TASK GOAL — Report only how many lines of the entries below contain the string "groups".

RECORDED INFORMATION —
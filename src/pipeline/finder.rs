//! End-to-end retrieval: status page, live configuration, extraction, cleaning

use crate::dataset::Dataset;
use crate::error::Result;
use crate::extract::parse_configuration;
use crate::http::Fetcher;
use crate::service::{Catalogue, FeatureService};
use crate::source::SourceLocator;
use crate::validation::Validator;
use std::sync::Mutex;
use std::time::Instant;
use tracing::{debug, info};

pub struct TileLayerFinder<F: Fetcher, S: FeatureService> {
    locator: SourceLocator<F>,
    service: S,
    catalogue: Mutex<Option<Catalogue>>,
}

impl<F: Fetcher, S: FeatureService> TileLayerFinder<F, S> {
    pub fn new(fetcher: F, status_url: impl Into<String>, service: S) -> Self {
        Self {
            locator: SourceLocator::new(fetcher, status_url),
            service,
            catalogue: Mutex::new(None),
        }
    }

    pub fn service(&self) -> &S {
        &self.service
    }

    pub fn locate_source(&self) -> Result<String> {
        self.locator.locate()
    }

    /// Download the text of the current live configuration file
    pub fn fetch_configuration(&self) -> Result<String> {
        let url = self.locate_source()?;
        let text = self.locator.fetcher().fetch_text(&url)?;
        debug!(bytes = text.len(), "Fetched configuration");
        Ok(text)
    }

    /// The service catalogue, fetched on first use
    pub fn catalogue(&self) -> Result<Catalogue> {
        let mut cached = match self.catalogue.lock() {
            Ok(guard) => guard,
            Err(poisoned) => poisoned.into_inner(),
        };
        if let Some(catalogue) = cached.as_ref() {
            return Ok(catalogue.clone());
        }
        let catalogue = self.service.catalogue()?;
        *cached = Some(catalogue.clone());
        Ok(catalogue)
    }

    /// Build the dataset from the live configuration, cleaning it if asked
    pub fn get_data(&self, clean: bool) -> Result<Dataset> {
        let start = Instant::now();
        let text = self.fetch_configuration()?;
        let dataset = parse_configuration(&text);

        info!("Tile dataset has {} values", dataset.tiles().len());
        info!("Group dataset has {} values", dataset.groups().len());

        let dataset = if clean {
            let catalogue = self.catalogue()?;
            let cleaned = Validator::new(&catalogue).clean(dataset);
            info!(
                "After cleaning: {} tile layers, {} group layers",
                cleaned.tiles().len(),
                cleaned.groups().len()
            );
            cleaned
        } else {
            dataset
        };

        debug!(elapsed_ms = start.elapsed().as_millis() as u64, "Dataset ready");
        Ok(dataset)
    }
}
---
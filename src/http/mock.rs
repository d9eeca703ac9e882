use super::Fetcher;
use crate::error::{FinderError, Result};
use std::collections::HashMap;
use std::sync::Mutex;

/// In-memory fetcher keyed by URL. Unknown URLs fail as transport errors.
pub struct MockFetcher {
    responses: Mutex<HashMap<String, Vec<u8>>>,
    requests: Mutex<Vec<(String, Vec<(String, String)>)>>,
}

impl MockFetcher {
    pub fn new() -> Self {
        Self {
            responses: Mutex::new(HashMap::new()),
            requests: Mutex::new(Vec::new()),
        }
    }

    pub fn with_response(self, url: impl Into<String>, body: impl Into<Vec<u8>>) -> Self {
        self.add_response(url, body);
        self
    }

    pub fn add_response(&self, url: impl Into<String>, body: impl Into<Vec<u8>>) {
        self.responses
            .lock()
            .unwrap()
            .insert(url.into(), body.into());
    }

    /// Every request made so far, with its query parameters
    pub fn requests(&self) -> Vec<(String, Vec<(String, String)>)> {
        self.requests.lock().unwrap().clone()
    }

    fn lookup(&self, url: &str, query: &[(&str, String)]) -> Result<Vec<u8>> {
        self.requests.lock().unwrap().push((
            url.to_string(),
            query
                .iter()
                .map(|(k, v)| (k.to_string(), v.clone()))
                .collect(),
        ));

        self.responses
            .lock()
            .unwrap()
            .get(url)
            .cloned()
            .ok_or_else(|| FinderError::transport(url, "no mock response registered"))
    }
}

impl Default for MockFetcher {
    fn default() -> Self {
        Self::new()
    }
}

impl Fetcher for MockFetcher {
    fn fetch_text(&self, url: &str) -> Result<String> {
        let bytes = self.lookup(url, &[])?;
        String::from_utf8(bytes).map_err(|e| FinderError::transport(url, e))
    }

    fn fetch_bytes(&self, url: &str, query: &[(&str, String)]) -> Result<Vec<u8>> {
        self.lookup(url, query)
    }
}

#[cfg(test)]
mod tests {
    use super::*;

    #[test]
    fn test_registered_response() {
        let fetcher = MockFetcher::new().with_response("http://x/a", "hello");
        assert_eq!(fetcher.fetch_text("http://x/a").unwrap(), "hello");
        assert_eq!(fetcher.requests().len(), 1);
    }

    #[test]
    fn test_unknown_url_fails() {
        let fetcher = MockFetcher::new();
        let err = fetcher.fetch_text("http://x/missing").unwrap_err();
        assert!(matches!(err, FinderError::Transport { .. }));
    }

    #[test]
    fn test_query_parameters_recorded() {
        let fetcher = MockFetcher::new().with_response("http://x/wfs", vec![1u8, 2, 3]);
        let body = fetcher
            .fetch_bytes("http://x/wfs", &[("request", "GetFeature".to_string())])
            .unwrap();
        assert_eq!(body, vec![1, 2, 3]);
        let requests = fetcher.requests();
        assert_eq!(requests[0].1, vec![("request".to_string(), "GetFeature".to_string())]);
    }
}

ANSWER SECTION — 2